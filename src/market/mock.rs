//! Scripted scanner, feed, and submitter for tests.
//!
//! Everything here runs on tokio time, so tests can pause and advance the clock
//! without touching the network.

use std::sync::atomic::{AtomicU32, Ordering};
use std::sync::Mutex;
use std::time::Duration;

use async_trait::async_trait;
use time::OffsetDateTime;
use tokio::sync::watch;
use tokio::time::Instant;

use super::scanner::{CandidateFilter, MarketScanner};
use super::types::Market;
use crate::error::{MarketError, OrderError, RejectReason};
use crate::orderbook::{BookFeed, FeedHandle, FeedStatus, OrderBookSnapshot, TopOfBook};
use crate::trading::{OrderRequest, OrderSubmitter, SubmitFill};

/// Scanner over a fixed list of markets.
#[derive(Debug, Default)]
pub struct MockScanner {
    markets: Mutex<Vec<Market>>,
    scans: AtomicU32,
}

impl MockScanner {
    /// Scanner that knows `markets`.
    pub fn new(markets: Vec<Market>) -> Self {
        Self {
            markets: Mutex::new(markets),
            scans: AtomicU32::new(0),
        }
    }

    /// Make another market discoverable.
    pub fn push(&self, market: Market) {
        self.markets.lock().unwrap_or_else(|e| e.into_inner()).push(market);
    }

    /// Number of scans served.
    pub fn scans(&self) -> u32 {
        self.scans.load(Ordering::SeqCst)
    }
}

#[async_trait]
impl MarketScanner for MockScanner {
    async fn next_candidate(&self, filter: &CandidateFilter) -> Result<Option<Market>, MarketError> {
        self.scans.fetch_add(1, Ordering::SeqCst);
        let markets = self.markets.lock().unwrap_or_else(|e| e.into_inner());
        Ok(markets
            .iter()
            .filter(|m| filter.accepts(m))
            .min_by_key(|m| m.deadline)
            .cloned())
    }
}

/// Feed that replays a book script from the moment it is opened.
#[derive(Debug)]
pub struct MockFeed {
    steps: Vec<(Duration, TopOfBook, TopOfBook)>,
    interval: Duration,
    lose_after: Option<Duration>,
    stall: Option<(Duration, Option<Duration>)>,
    connect_timeout: Duration,
    subscriptions: AtomicU32,
}

impl MockFeed {
    fn with_steps(steps: Vec<(Duration, TopOfBook, TopOfBook)>) -> Self {
        Self {
            steps,
            interval: Duration::from_millis(100),
            lose_after: None,
            stall: None,
            connect_timeout: Duration::from_secs(10),
            subscriptions: AtomicU32::new(0),
        }
    }

    /// Publishes the same book for as long as it is open.
    pub fn steady(book: (TopOfBook, TopOfBook)) -> Self {
        Self::with_steps(vec![(Duration::ZERO, book.0, book.1)])
    }

    /// Never delivers a snapshot.
    pub fn silent() -> Self {
        Self::with_steps(Vec::new())
    }

    /// Delivers `book`, then reports the feed lost after `after`.
    pub fn losing_after(book: (TopOfBook, TopOfBook), after: Duration) -> Self {
        Self::steady(book).lose_after(after)
    }

    /// Switch to `book` once `offset` has elapsed since opening.
    pub fn then_at(mut self, offset: Duration, book: (TopOfBook, TopOfBook)) -> Self {
        self.steps.push((offset, book.0, book.1));
        self.steps.sort_by_key(|(at, _, _)| *at);
        self
    }

    /// Report the feed lost once `after` has elapsed since opening.
    pub fn lose_after(mut self, after: Duration) -> Self {
        self.lose_after = Some(after);
        self
    }

    /// Report `Reconnecting` and stop publishing from `from` onwards, never recovering.
    pub fn stall_after(mut self, from: Duration) -> Self {
        self.stall = Some((from, None));
        self
    }

    /// Report `Reconnecting` between `from` and `until`, then go live and publish again.
    pub fn stall_between(mut self, from: Duration, until: Duration) -> Self {
        self.stall = Some((from, Some(until)));
        self
    }

    /// Time between republished snapshots.
    pub fn interval(mut self, interval: Duration) -> Self {
        self.interval = interval;
        self
    }

    /// Number of times the feed was opened.
    pub fn subscriptions(&self) -> u32 {
        self.subscriptions.load(Ordering::SeqCst)
    }
}

#[async_trait]
impl BookFeed for MockFeed {
    fn open(&self, _market: &Market) -> FeedHandle {
        self.subscriptions.fetch_add(1, Ordering::SeqCst);
        let (snap_tx, snap_rx) = watch::channel(None);
        let (status_tx, status_rx) = watch::channel(FeedStatus::Connecting);
        let steps = self.steps.clone();
        let interval = self.interval;
        let lose_after = self.lose_after;
        let stall = self.stall;

        let task = tokio::spawn(async move {
            if steps.is_empty() {
                std::future::pending::<()>().await;
            }

            let opened = Instant::now();
            let mut current = 0usize;
            let mut sequence = 0u64;
            let mut stalled = false;
            status_tx.send_replace(FeedStatus::Live);

            loop {
                let elapsed = opened.elapsed();
                if lose_after.is_some_and(|after| elapsed >= after) {
                    status_tx.send_replace(FeedStatus::Lost { attempts: 5 });
                    return;
                }
                let in_stall = stall.is_some_and(|(from, until)| {
                    elapsed >= from && until.map_or(true, |until| elapsed < until)
                });
                if in_stall {
                    if !stalled {
                        status_tx.send_replace(FeedStatus::Reconnecting { attempt: 1 });
                        stalled = true;
                    }
                    tokio::time::sleep(interval).await;
                    continue;
                }
                if stalled {
                    status_tx.send_replace(FeedStatus::Live);
                    stalled = false;
                }
                while current + 1 < steps.len() && steps[current + 1].0 <= elapsed {
                    current += 1;
                }

                sequence += 1;
                let (_, up, down) = steps[current];
                snap_tx.send_replace(Some(OrderBookSnapshot {
                    up,
                    down,
                    received_at: OffsetDateTime::now_utc(),
                    server_time: None,
                    sequence,
                }));
                tokio::time::sleep(interval).await;
            }
        });

        FeedHandle::new(snap_rx, status_rx, Some(task))
    }

    fn connect_timeout(&self) -> Duration {
        self.connect_timeout
    }
}

#[derive(Debug, Clone)]
enum SubmitBehavior {
    Fill,
    Fail(OrderError),
}

/// Submitter that records requests and answers from a fixed behavior.
#[derive(Debug)]
pub struct MockSubmitter {
    behavior: SubmitBehavior,
    latency: Duration,
    calls: AtomicU32,
    requests: Mutex<Vec<OrderRequest>>,
}

impl MockSubmitter {
    fn with_behavior(behavior: SubmitBehavior) -> Self {
        Self {
            behavior,
            latency: Duration::from_millis(30),
            calls: AtomicU32::new(0),
            requests: Mutex::new(Vec::new()),
        }
    }

    /// Fills every order at its limit.
    pub fn filling() -> Self {
        Self::with_behavior(SubmitBehavior::Fill)
    }

    /// Rejects every order.
    pub fn rejecting(reason: RejectReason) -> Self {
        Self::with_behavior(SubmitBehavior::Fail(OrderError::Rejected(reason)))
    }

    /// Fails every order with `error`.
    pub fn failing(error: OrderError) -> Self {
        Self::with_behavior(SubmitBehavior::Fail(error))
    }

    /// Number of submissions.
    pub fn calls(&self) -> u32 {
        self.calls.load(Ordering::SeqCst)
    }

    /// Every request submitted, in order.
    pub fn requests(&self) -> Vec<OrderRequest> {
        self.requests.lock().unwrap_or_else(|e| e.into_inner()).clone()
    }
}

#[async_trait]
impl OrderSubmitter for MockSubmitter {
    async fn submit(&self, request: &OrderRequest) -> Result<SubmitFill, OrderError> {
        let n = self.calls.fetch_add(1, Ordering::SeqCst) + 1;
        self.requests
            .lock()
            .unwrap_or_else(|e| e.into_inner())
            .push(request.clone());
        tokio::time::sleep(self.latency).await;

        match &self.behavior {
            SubmitBehavior::Fill => Ok(SubmitFill {
                order_id: Some(format!("mock-{}", n)),
                filled_price: request.price(),
                filled_size: request.size(),
            }),
            SubmitBehavior::Fail(e) => Err(e.clone()),
        }
    }
}
//! Candidate market discovery through the Gamma public-search API.

use std::collections::HashSet;
use std::time::Duration;

use async_trait::async_trait;
use once_cell::sync::Lazy;
use regex::Regex;
use serde::Deserialize;
use time::format_description::well_known::Rfc3339;
use time::{Date, Month, OffsetDateTime, PrimitiveDateTime, Time, UtcOffset, Weekday};
use tracing::{debug, info, instrument, warn};

use super::types::{Market, Outcome, SidePick};
use crate::error::MarketError;

/// Assets whose up/down markets qualify.
const CRYPTO_TERMS: &[&str] = &[
    "bitcoin", "ethereum", "btc", "eth", "solana", "sol", "xrp", "dogecoin", "doge",
];

/// "January 27, 8am ET" or "January 27, 10:15am ET".
static QUESTION_TIME: Lazy<Regex> = Lazy::new(|| {
    Regex::new(r"(?i)(\w+)\s+(\d{1,2})(?:st|nd|rd|th)?,?\s*(\d{1,2})(?::(\d{2}))?\s*(am|pm)\s*ET")
        .expect("valid regex")
});

/// Filter applied when asking for the next market to snipe.
#[derive(Debug, Clone)]
pub struct CandidateFilter {
    /// Reference time for the horizon.
    pub now: OffsetDateTime,
    /// Only markets resolving within this window qualify.
    pub horizon: Duration,
    /// Condition ids already attempted this run.
    pub exclude: HashSet<String>,
}

impl CandidateFilter {
    /// Whether a market passes the filter.
    pub fn accepts(&self, market: &Market) -> bool {
        let horizon_end = self.now + self.horizon;
        market.deadline > self.now
            && market.deadline <= horizon_end
            && !self.exclude.contains(&market.id)
    }
}

/// Source of candidate markets for the supervisor.
#[async_trait]
pub trait MarketScanner: Send + Sync {
    /// The soonest-resolving market that passes the filter, if any.
    async fn next_candidate(&self, filter: &CandidateFilter) -> Result<Option<Market>, MarketError>;
}

/// Either a JSON-encoded list in a string or a plain list.
#[derive(Debug, Clone, Deserialize)]
#[serde(untagged)]
pub enum StringList {
    /// Native JSON array.
    List(Vec<String>),
    /// `"[\"a\",\"b\"]"` or `"a, b"`.
    Text(String),
}

impl StringList {
    /// Flatten into owned strings.
    pub fn items(&self) -> Vec<String> {
        match self {
            StringList::List(items) => items.clone(),
            StringList::Text(text) => {
                let text = text.trim();
                if text.starts_with('[') {
                    serde_json::from_str(text).unwrap_or_default()
                } else {
                    text.split(',')
                        .map(str::trim)
                        .filter(|s| !s.is_empty())
                        .map(str::to_string)
                        .collect()
                }
            }
        }
    }
}

/// Market as returned inside a public-search event.
#[derive(Debug, Clone, Deserialize)]
#[serde(rename_all = "camelCase")]
pub struct GammaMarket {
    /// Market question.
    #[serde(default)]
    pub question: Option<String>,
    /// Condition id.
    #[serde(default)]
    pub condition_id: Option<String>,
    /// End date (ISO format).
    #[serde(default)]
    pub end_date: Option<String>,
    /// End date (ISO format, alternate field).
    #[serde(default)]
    pub end_date_iso: Option<String>,
    /// CLOB token ids.
    #[serde(default)]
    pub clob_token_ids: Option<StringList>,
    /// Outcome labels aligned with the token ids.
    #[serde(default)]
    pub outcomes: Option<StringList>,
    /// Whether the market is closed.
    #[serde(default)]
    pub closed: Option<bool>,
}

#[derive(Debug, Deserialize)]
struct SearchEvent {
    #[serde(default)]
    markets: Vec<GammaMarket>,
}

#[derive(Debug, Deserialize)]
struct SearchResponse {
    #[serde(default)]
    events: Vec<SearchEvent>,
}

/// Scanner backed by `GET {gamma}/public-search?q=`.
#[derive(Debug, Clone)]
pub struct GammaScanner {
    http: reqwest::Client,
    base_url: String,
    queries: Vec<String>,
    side: SidePick,
}

impl GammaScanner {
    /// Create a scanner for the given queries.
    pub fn new(http: reqwest::Client, base_url: impl Into<String>, queries: Vec<String>, side: SidePick) -> Self {
        Self {
            http,
            base_url: base_url.into().trim_end_matches('/').to_string(),
            queries,
            side,
        }
    }

    /// Run one search query and flatten `events[].markets[]`.
    #[instrument(skip(self))]
    pub async fn search(&self, query: &str) -> Result<Vec<GammaMarket>, MarketError> {
        let url = format!("{}/public-search", self.base_url);
        let response = self
            .http
            .get(&url)
            .query(&[("q", query)])
            .header("Accept", "application/json")
            .send()
            .await?;

        if !response.status().is_success() {
            return Err(MarketError::SearchFailed {
                query: query.to_string(),
                reason: format!("HTTP {}", response.status()),
            });
        }

        let body: SearchResponse = response.json().await.map_err(|e| {
            MarketError::ParseError(format!("failed to parse public-search response: {}", e))
        })?;

        Ok(body.events.into_iter().flat_map(|e| e.markets).collect())
    }

    /// All qualifying future markets across the configured queries, soonest first.
    pub async fn scan(&self, now: OffsetDateTime) -> Result<Vec<Market>, MarketError> {
        let mut raw = Vec::new();
        let mut last_error = None;

        for query in &self.queries {
            match self.search(query).await {
                Ok(markets) => {
                    debug!(query = %query, count = markets.len(), "Search returned markets");
                    raw.extend(markets);
                }
                Err(e) => {
                    warn!(query = %query, error = %e, "Market search failed");
                    last_error = Some(e);
                }
            }
        }

        if raw.is_empty() {
            if let Some(e) = last_error {
                return Err(e);
            }
        }

        Ok(qualifying_markets(raw, now, self.side))
    }
}

#[async_trait]
impl MarketScanner for GammaScanner {
    async fn next_candidate(&self, filter: &CandidateFilter) -> Result<Option<Market>, MarketError> {
        let markets = self.scan(filter.now).await?;
        let candidate = markets.into_iter().find(|m| filter.accepts(m));
        if let Some(market) = &candidate {
            info!(market = %market.id, deadline = %market.deadline, question = market.label(), "Found candidate market");
        }
        Ok(candidate)
    }
}

/// Dedupe by condition id, keep open crypto up/down markets ending after `now`, soonest first.
pub fn qualifying_markets(raw: Vec<GammaMarket>, now: OffsetDateTime, side: SidePick) -> Vec<Market> {
    let mut seen = HashSet::new();
    let mut markets: Vec<Market> = raw
        .into_iter()
        .filter(|m| match &m.condition_id {
            Some(id) => seen.insert(id.clone()),
            None => false,
        })
        .filter(|m| m.closed != Some(true))
        .filter(|m| m.question.as_deref().is_some_and(is_crypto_up_down))
        .filter_map(|m| to_market(m, now, side))
        .filter(|m| m.deadline > now)
        .collect();

    markets.sort_by_key(|m| m.deadline);
    markets
}

fn to_market(raw: GammaMarket, now: OffsetDateTime, side: SidePick) -> Option<Market> {
    let deadline = raw
        .question
        .as_deref()
        .and_then(|q| parse_question_deadline(q, now))
        .or_else(|| raw.end_date_iso.as_deref().and_then(parse_iso_end))
        .or_else(|| raw.end_date.as_deref().and_then(parse_iso_end))?;

    let token_ids = raw.clob_token_ids.as_ref()?.items();
    let labels = raw.outcomes.as_ref().map(StringList::items).unwrap_or_default();
    let (up, down) = map_tokens(&token_ids, &labels)?;

    Some(Market {
        id: raw.condition_id?,
        up_token_id: up,
        down_token_id: down,
        side,
        deadline,
        question: raw.question,
    })
}

/// Match token ids to Up/Down by outcome label, falling back to position.
pub fn map_tokens(token_ids: &[String], labels: &[String]) -> Option<(String, String)> {
    let mut up = None;
    let mut down = None;

    for (label, token) in labels.iter().zip(token_ids) {
        match label.parse::<Outcome>() {
            Ok(Outcome::Up) => up = Some(token.clone()),
            Ok(Outcome::Down) => down = Some(token.clone()),
            Err(_) => {}
        }
    }

    match (up, down) {
        (Some(up), Some(down)) => Some((up, down)),
        _ if token_ids.len() >= 2 => Some((token_ids[0].clone(), token_ids[1].clone())),
        _ => None,
    }
}

/// Question mentions a crypto asset and "up or down".
pub fn is_crypto_up_down(question: &str) -> bool {
    let q = question.to_lowercase();
    if !q.contains("up or down") {
        return false;
    }
    q.split(|c: char| !c.is_ascii_alphanumeric())
        .any(|word| CRYPTO_TERMS.contains(&word))
}

fn parse_iso_end(s: &str) -> Option<OffsetDateTime> {
    if let Ok(t) = OffsetDateTime::parse(s, &Rfc3339) {
        return Some(t);
    }
    // Date-only values resolve at midnight UTC.
    let date = Date::parse(s, time::macros::format_description!("[year]-[month]-[day]")).ok()?;
    Some(date.midnight().assume_utc())
}

/// Extract the resolution time from question text, interpreted in US Eastern time.
pub fn parse_question_deadline(question: &str, now: OffsetDateTime) -> Option<OffsetDateTime> {
    let caps = QUESTION_TIME.captures(question)?;

    let month = month_from_name(caps.get(1)?.as_str())?;
    let day: u8 = caps.get(2)?.as_str().parse().ok()?;
    let mut hour: u8 = caps.get(3)?.as_str().parse().ok()?;
    let minute: u8 = match caps.get(4) {
        Some(m) => m.as_str().parse().ok()?,
        None => 0,
    };
    let pm = caps.get(5)?.as_str().eq_ignore_ascii_case("pm");

    if hour == 0 || hour > 12 {
        return None;
    }
    if pm && hour != 12 {
        hour += 12;
    } else if !pm && hour == 12 {
        hour = 0;
    }

    let time = Time::from_hms(hour, minute, 0).ok()?;
    let at_year = |year: i32| -> Option<OffsetDateTime> {
        let date = Date::from_calendar_date(year, month, day).ok()?;
        let local = PrimitiveDateTime::new(date, time);
        Some(local.assume_offset(us_eastern_offset(local)))
    };

    let this_year = at_year(now.year())?;
    // December scan of a January market.
    if this_year < now - time::Duration::days(180) {
        return at_year(now.year() + 1);
    }
    Some(this_year)
}

fn month_from_name(name: &str) -> Option<Month> {
    let month = match name.to_lowercase().as_str() {
        "january" | "jan" => Month::January,
        "february" | "feb" => Month::February,
        "march" | "mar" => Month::March,
        "april" | "apr" => Month::April,
        "may" => Month::May,
        "june" | "jun" => Month::June,
        "july" | "jul" => Month::July,
        "august" | "aug" => Month::August,
        "september" | "sep" | "sept" => Month::September,
        "october" | "oct" => Month::October,
        "november" | "nov" => Month::November,
        "december" | "dec" => Month::December,
        _ => return None,
    };
    Some(month)
}

/// US Eastern offset for a local wall time: EDT from the second Sunday of March
/// 02:00 to the first Sunday of November 02:00, EST otherwise.
pub fn us_eastern_offset(local: PrimitiveDateTime) -> UtcOffset {
    let edt = UtcOffset::from_hms(-4, 0, 0).unwrap_or(UtcOffset::UTC);
    let est = UtcOffset::from_hms(-5, 0, 0).unwrap_or(UtcOffset::UTC);

    let year = local.year();
    let (Some(start), Some(end)) = (
        nth_sunday(year, Month::March, 2),
        nth_sunday(year, Month::November, 1),
    ) else {
        return est;
    };
    let two_am = Time::from_hms(2, 0, 0).unwrap_or(Time::MIDNIGHT);

    if local >= PrimitiveDateTime::new(start, two_am) && local < PrimitiveDateTime::new(end, two_am) {
        edt
    } else {
        est
    }
}

fn nth_sunday(year: i32, month: Month, n: u8) -> Option<Date> {
    let first = Date::from_calendar_date(year, month, 1).ok()?;
    let offset = (7 - first.weekday().number_days_from_sunday()) % 7;
    let day = 1 + offset + (n - 1) * 7;
    let date = Date::from_calendar_date(year, month, day).ok()?;
    debug_assert_eq!(date.weekday(), Weekday::Sunday);
    Some(date)
}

ACTION ITEM
If a line above holds the word "queries", count it; then say how many such lines there are and nothing else.

FINISHED EXERCISE
6